Ultimately, I believe that fox-eye makeup is non-offensive and isn’t intended to resemble Asian eyes’ shapes. However, the hand gesture strikes an odd chord for many of us when we are reminded of the racial aggressions we were met with as children and had to desensitize ourselves to growing up. Reading through the arguments that this trend provoked, I was quite unsure at first if this topic was even worth writing about or if I was allowed to feel triggered by the trend. However, it was clear that racism towards Asians is normalized and that many were also conflicted about how to feel. This trend, among many others, conveys to the world that we continue to fear, praise and capitalize on exotic looks. Celebrities and the mainstream beauty community are constantly capitalizing on exoticism through the wearing of non-Eurocentric features, reducing them to a trend.

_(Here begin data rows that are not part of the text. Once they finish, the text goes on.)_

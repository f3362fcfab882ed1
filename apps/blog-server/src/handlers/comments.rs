//! Comment handlers.
//!
//! Editing someone else's comment redirects to the post; deleting it is 403.

use actix_web::{HttpResponse, web};

use blogicum_core::access::{Denial, ensure_comment_editor, ensure_comment_remover};
use blogicum_core::domain::Comment;
use blogicum_core::error::DomainError;
use blogicum_core::visibility::Viewer;
use blogicum_shared::forms::CommentForm;

use super::present::Presenter;
use super::{FormBody, form_data, post_url, redirect};
use crate::middleware::auth::OptionalIdentity;
use crate::middleware::error::{AppError, AppResult};
use crate::state::AppState;

async fn guarded_comment(
    state: &AppState,
    comment_id: i64,
    viewer: Viewer,
    guard: fn(&Comment, Viewer) -> Result<(), Denial>,
) -> AppResult<Comment> {
    let comment = state
        .comments
        .find_by_id(comment_id)
        .await?
        .ok_or_else(|| DomainError::not_found("Comment", comment_id))?;

    guard(&comment, viewer).inspect_err(|denial| {
        tracing::debug!(comment_id, ?denial, "Comment mutation denied");
    })?;

    Ok(comment)
}

fn validated_text(form: CommentForm) -> AppResult<String> {
    let errors = form.validate();
    if errors.is_empty() {
        Ok(form.text)
    } else {
        Err(AppError::Validation(errors))
    }
}

/// POST /posts/{post_id}/comment
///
/// The post is resolved before the login check and the body is read last,
/// so a missing post is 404 even for anonymous or empty requests.
pub async fn create(
    state: web::Data<AppState>,
    identity: OptionalIdentity,
    path: web::Path<i64>,
    body: FormBody<CommentForm>,
) -> AppResult<HttpResponse> {
    let post_id = path.into_inner();
    let post = state
        .posts
        .find_by_id(post_id)
        .await?
        .ok_or_else(|| DomainError::not_found("Post", post_id))?;
    let identity = identity.require()?;

    let text = validated_text(form_data(body)?)?;
    let comment = state
        .comments
        .save(Comment::new(post.id, identity.user_id, text))
        .await?;

    tracing::info!(
        comment_id = comment.id,
        post_id = post.id,
        user_id = identity.user_id,
        "Comment created"
    );
    Ok(redirect(post_url(post.id)))
}

/// GET /comments/{comment_id}/edit
pub async fn edit_form(
    state: web::Data<AppState>,
    identity: OptionalIdentity,
    path: web::Path<i64>,
) -> AppResult<HttpResponse> {
    let comment = guarded_comment(
        &state,
        path.into_inner(),
        identity.viewer(),
        ensure_comment_editor,
    )
    .await?;

    let response = Presenter::new(&state).comment(comment).await?;
    Ok(HttpResponse::Ok().json(response))
}

/// POST /comments/{comment_id}/edit
pub async fn update(
    state: web::Data<AppState>,
    identity: OptionalIdentity,
    path: web::Path<i64>,
    body: FormBody<CommentForm>,
) -> AppResult<HttpResponse> {
    let mut comment = guarded_comment(
        &state,
        path.into_inner(),
        identity.viewer(),
        ensure_comment_editor,
    )
    .await?;

    comment.text = validated_text(form_data(body)?)?;
    let comment = state.comments.save(comment).await?;

    tracing::info!(comment_id = comment.id, "Comment updated");
    Ok(redirect(post_url(comment.post_id)))
}

/// GET /comments/{comment_id}/delete
pub async fn delete_form(
    state: web::Data<AppState>,
    identity: OptionalIdentity,
    path: web::Path<i64>,
) -> AppResult<HttpResponse> {
    let comment = guarded_comment(
        &state,
        path.into_inner(),
        identity.viewer(),
        ensure_comment_remover,
    )
    .await?;

    let response = Presenter::new(&state).comment(comment).await?;
    Ok(HttpResponse::Ok().json(response))
}

/// POST /comments/{comment_id}/delete
pub async fn delete(
    state: web::Data<AppState>,
    identity: OptionalIdentity,
    path: web::Path<i64>,
) -> AppResult<HttpResponse> {
    let comment = guarded_comment(
        &state,
        path.into_inner(),
        identity.viewer(),
        ensure_comment_remover,
    )
    .await?;

    state.comments.delete(comment.id).await?;

    tracing::info!(comment_id = comment.id, post_id = comment.post_id, "Comment deleted");
    Ok(redirect(post_url(comment.post_id)))
}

The lines between inspiration, appropriation and mockery become clear when understanding who is held as a “standard” and who is considered the “other.” The Asian-American experience of being exoticized is a double standard of being both mocked and fetishized, but the effect is the same: we are the “other.” Although the beauty community is now gearing towards including a more diverse set of faces and bodies, learning how to do makeup was a nightmare for those growing up with Asian eye shapes. Recognizing physical beauty can be a painful or costly experience for those who fall outside of Eurocentric norms. My hope is for more people to practice learning cultural sensitivity by listening to the discomforts of others experiencing racial slights.